Researchers have created a robotic mimic of a stingray that's powered and guided by light-sensitive rat heart cells. The work exhibits a new method for building bio-inspired robots by means of tissue engineering. Batoid fish, which include stingrays, are distinguished by their flat bodies and long, wing-like fins that extend from their heads.

These fins move in energy-efficient waves that emulate from the front of the fin to the back, allowing batoids to glide gracefully through water. Inspired by this design, Sung-Jin Park et al. endeavored to build a miniature, soft tissue robot with similar qualities and efficiency.

They created neutrally charged gold skeletons that mimic the stingray's shape, which were overlaid with a thin layer of stretchy polymer. Along the top of the robotic ray, the researchers strategically aligned rat cardiomyocytes (muscle cells).

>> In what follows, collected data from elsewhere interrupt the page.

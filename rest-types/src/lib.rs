use std::sync::Arc;

use serde::{Deserialize, Serialize};
use time::{Date, PrimitiveDateTime};
use utoipa::ToSchema;
use uuid::Uuid;

#[derive(Debug, PartialEq, Eq, Clone, Copy, Default, Serialize, Deserialize, ToSchema)]
#[serde(rename_all = "SCREAMING_SNAKE_CASE")]
pub enum WorkTypeTO {
    #[default]
    None,
    Vacation,
    SickLeave,
    BusinessTrip,
}

#[cfg(feature = "service-impl")]
impl From<service::work::WorkType> for WorkTypeTO {
    fn from(work_type: service::work::WorkType) -> Self {
        match work_type {
            service::work::WorkType::None => Self::None,
            service::work::WorkType::Vacation => Self::Vacation,
            service::work::WorkType::SickLeave => Self::SickLeave,
            service::work::WorkType::BusinessTrip => Self::BusinessTrip,
        }
    }
}
#[cfg(feature = "service-impl")]
impl From<WorkTypeTO> for service::work::WorkType {
    fn from(work_type: WorkTypeTO) -> Self {
        match work_type {
            WorkTypeTO::None => Self::None,
            WorkTypeTO::Vacation => Self::Vacation,
            WorkTypeTO::SickLeave => Self::SickLeave,
            WorkTypeTO::BusinessTrip => Self::BusinessTrip,
        }
    }
}

#[derive(Serialize, Deserialize, Clone, Debug, PartialEq, ToSchema)]
#[serde(rename_all = "camelCase")]
pub struct WorkTO {
    #[serde(default)]
    pub id: Uuid,
    pub username: Arc<str>,
    pub date: Date,
    pub hours: Option<f32>,
    pub work_type: WorkTypeTO,
    pub hours2: Option<f32>,
    pub work_type2: WorkTypeTO,
    #[serde(default)]
    pub created: Option<PrimitiveDateTime>,
    #[serde(default)]
    pub deleted: Option<PrimitiveDateTime>,
    #[serde(rename = "$version")]
    #[serde(default)]
    pub version: Uuid,
}
#[cfg(feature = "service-impl")]
impl From<&service::work::Work> for WorkTO {
    fn from(work: &service::work::Work) -> Self {
        Self {
            id: work.id,
            username: work.username.clone(),
            date: work.date,
            hours: work.hours,
            work_type: work.work_type.into(),
            hours2: work.hours2,
            work_type2: work.work_type2.into(),
            created: work.created,
            deleted: work.deleted,
            version: work.version,
        }
    }
}
#[cfg(feature = "service-impl")]
impl From<&WorkTO> for service::work::Work {
    fn from(work: &WorkTO) -> Self {
        Self {
            id: work.id,
            username: work.username.clone(),
            date: work.date,
            hours: work.hours,
            work_type: work.work_type.into(),
            hours2: work.hours2,
            work_type2: work.work_type2.into(),
            created: work.created,
            deleted: work.deleted,
            version: work.version,
        }
    }
}
#[cfg(feature = "service-impl")]
worktime_utils::derive_from_reference!(service::work::Work, WorkTO);

/// Body of the update endpoint. Either `id` or `date` selects the record,
/// everything else is the new slot content.
#[derive(Serialize, Deserialize, Clone, Debug, PartialEq, ToSchema)]
#[serde(rename_all = "camelCase")]
pub struct WorkUpdateTO {
    #[serde(default)]
    pub id: Uuid,
    #[serde(default)]
    pub date: Option<Date>,
    #[serde(default)]
    pub hours: Option<f32>,
    #[serde(default)]
    pub work_type: WorkTypeTO,
    #[serde(default)]
    pub hours2: Option<f32>,
    #[serde(default)]
    pub work_type2: WorkTypeTO,
}

#[derive(Debug, PartialEq, Eq, Clone, Copy, Serialize, Deserialize, ToSchema)]
#[serde(rename_all = "SCREAMING_SNAKE_CASE")]
pub enum WorkDayTypeTO {
    Workday,
    Weekend,
    NationalHoliday,
}
#[cfg(feature = "service-impl")]
impl From<service::work::WorkDayType> for WorkDayTypeTO {
    fn from(day_type: service::work::WorkDayType) -> Self {
        match day_type {
            service::work::WorkDayType::Workday => Self::Workday,
            service::work::WorkDayType::Weekend => Self::Weekend,
            service::work::WorkDayType::NationalHoliday => Self::NationalHoliday,
        }
    }
}

#[derive(Serialize, Deserialize, Clone, Debug, PartialEq, ToSchema)]
#[serde(rename_all = "camelCase")]
pub struct WorkHourTO {
    pub date_time: PrimitiveDateTime,
    pub corrected: bool,
}
#[cfg(feature = "service-impl")]
impl From<&service::work::WorkHour> for WorkHourTO {
    fn from(hour: &service::work::WorkHour) -> Self {
        Self {
            date_time: hour.date_time,
            corrected: hour.corrected,
        }
    }
}

#[derive(Serialize, Deserialize, Clone, Debug, PartialEq, ToSchema)]
#[serde(rename_all = "camelCase")]
pub struct WorkDayTO {
    pub date: Date,
    pub day_type: WorkDayTypeTO,
    pub holiday: Option<Arc<str>>,
    pub work_start: Option<WorkHourTO>,
    pub lunch_start: Option<WorkHourTO>,
    pub lunch_end: Option<WorkHourTO>,
    pub work_end: Option<WorkHourTO>,
    pub worked_hours: Option<f32>,
    pub work: Option<WorkTO>,
}
#[cfg(feature = "service-impl")]
impl From<&service::work::WorkDay> for WorkDayTO {
    fn from(day: &service::work::WorkDay) -> Self {
        Self {
            date: day.date,
            day_type: day.day_type.into(),
            holiday: day.holiday.clone(),
            work_start: day.work_start.as_ref().map(WorkHourTO::from),
            lunch_start: day.lunch_start.as_ref().map(WorkHourTO::from),
            lunch_end: day.lunch_end.as_ref().map(WorkHourTO::from),
            work_end: day.work_end.as_ref().map(WorkHourTO::from),
            worked_hours: day.worked_hours,
            work: day.work.as_ref().map(WorkTO::from),
        }
    }
}

#[derive(Serialize, Deserialize, Clone, Debug, PartialEq, ToSchema)]
#[serde(rename_all = "camelCase")]
pub struct WorkSumTO {
    pub work_type: WorkTypeTO,
    pub hours: f32,
}
#[cfg(feature = "service-impl")]
impl From<&service::work::WorkSum> for WorkSumTO {
    fn from(sum: &service::work::WorkSum) -> Self {
        Self {
            work_type: sum.work_type.into(),
            hours: sum.hours,
        }
    }
}

#[derive(Serialize, Deserialize, Clone, Debug, PartialEq, ToSchema)]
#[serde(rename_all = "camelCase")]
pub struct WorkMonthTO {
    pub year: i32,
    pub month: u8,
    pub sum_work_days: u32,
    pub elapsed_work_days: u32,
    pub sum_holidays: u32,
    pub sum_on_site_days: u32,
    pub sums: Arc<[WorkSumTO]>,
    pub work_days: Arc<[WorkDayTO]>,
}
#[cfg(feature = "service-impl")]
impl From<&service::work::WorkMonth> for WorkMonthTO {
    fn from(month: &service::work::WorkMonth) -> Self {
        Self {
            year: month.year,
            month: month.month,
            sum_work_days: month.sum_work_days,
            elapsed_work_days: month.elapsed_work_days,
            sum_holidays: month.sum_holidays,
            sum_on_site_days: month.sum_on_site_days,
            sums: month.sums.iter().map(WorkSumTO::from).collect(),
            work_days: month.work_days.iter().map(WorkDayTO::from).collect(),
        }
    }
}
#[cfg(feature = "service-impl")]
worktime_utils::derive_from_reference!(service::work::WorkMonth, WorkMonthTO);

#[derive(Serialize, Deserialize, Clone, Debug, PartialEq, ToSchema)]
#[serde(rename_all = "camelCase")]
pub struct UserInfoTO {
    pub username: Arc<str>,
    pub name: Arc<str>,
    pub admin: bool,
    pub fond: Option<f32>,
}
#[cfg(feature = "service-impl")]
impl From<&service::user_info::UserInfo> for UserInfoTO {
    fn from(user: &service::user_info::UserInfo) -> Self {
        Self {
            username: user.username.clone(),
            name: user.name.clone(),
            admin: user.admin,
            fond: user.fond,
        }
    }
}

#[derive(Debug, PartialEq, Eq, Clone, Copy, Serialize, Deserialize, ToSchema)]
#[serde(rename_all = "SCREAMING_SNAKE_CASE")]
pub enum PassDirectionTO {
    In,
    Out,
}
#[cfg(feature = "service-impl")]
impl From<service::pass::PassDirection> for PassDirectionTO {
    fn from(direction: service::pass::PassDirection) -> Self {
        match direction {
            service::pass::PassDirection::In => Self::In,
            service::pass::PassDirection::Out => Self::Out,
        }
    }
}

#[derive(Serialize, Deserialize, Clone, Debug, PartialEq, ToSchema)]
#[serde(rename_all = "camelCase")]
pub struct PassTO {
    pub id: Uuid,
    pub usercode: i64,
    pub username: Arc<str>,
    pub direction: PassDirectionTO,
    pub date_time: PrimitiveDateTime,
    pub corrected: bool,
}
#[cfg(feature = "service-impl")]
impl From<&service::pass::Pass> for PassTO {
    fn from(pass: &service::pass::Pass) -> Self {
        Self {
            id: pass.id,
            usercode: pass.usercode,
            username: pass.username.clone(),
            direction: pass.direction.into(),
            date_time: pass.date_time,
            corrected: pass.corrected,
        }
    }
}

#[derive(Serialize, Deserialize, Clone, Debug, PartialEq, ToSchema)]
#[serde(rename_all = "camelCase")]
pub struct PassPageTO {
    pub items: Arc<[PassTO]>,
    pub page: u32,
    pub page_size: u32,
    pub total: u64,
}
#[cfg(feature = "service-impl")]
impl From<&service::pass::PassPage> for PassPageTO {
    fn from(page: &service::pass::PassPage) -> Self {
        Self {
            items: page.items.iter().map(PassTO::from).collect(),
            page: page.page,
            page_size: page.page_size,
            total: page.total,
        }
    }
}
#[cfg(feature = "service-impl")]
worktime_utils::derive_from_reference!(service::pass::PassPage, PassPageTO);

#[cfg(test)]
mod tests {
    use super::*;

    #[test]
    fn test_work_type_codes() {
        assert_eq!(
            "\"SICK_LEAVE\"",
            serde_json::to_string(&WorkTypeTO::SickLeave).unwrap()
        );
        assert_eq!(
            WorkTypeTO::BusinessTrip,
            serde_json::from_str("\"BUSINESS_TRIP\"").unwrap()
        );
    }

    #[test]
    fn test_work_update_defaults() {
        let update: WorkUpdateTO =
            serde_json::from_str(r#"{"date":"2024-03-11","hours":8,"workType":"VACATION"}"#)
                .unwrap();
        assert!(update.id.is_nil());
        assert_eq!(Some(8.0), update.hours);
        assert_eq!(WorkTypeTO::Vacation, update.work_type);
        assert_eq!(WorkTypeTO::None, update.work_type2);
        assert!(update.hours2.is_none());
    }
}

The cardiomyocytes, when stimulated, contract the fins downward. Since stimulating the fins to turn in an upward motion would require a second layer of cardiomyocytes, the researchers instead designed the gold skeleton in a shape that stores some downward energy, which is later released as the cells relax, allowing the fins to rise.

So that the researchers can control the robot's movement using pulses of light, the cardiomyoctyes were genetically engineered to respond to light cues.

Asymmetrical pulses of light can be used to turn the robot to the left or right, the researchers showed, and different frequencies of light can be used to control its speed, as demonstrated in a series of videos.

The method works well enough to guide the robot through a basic obstacle course. The robotic stingray, containing roughly 200,000 cardiomyocytes, is 16 millimeters long and weighs just 10 grams.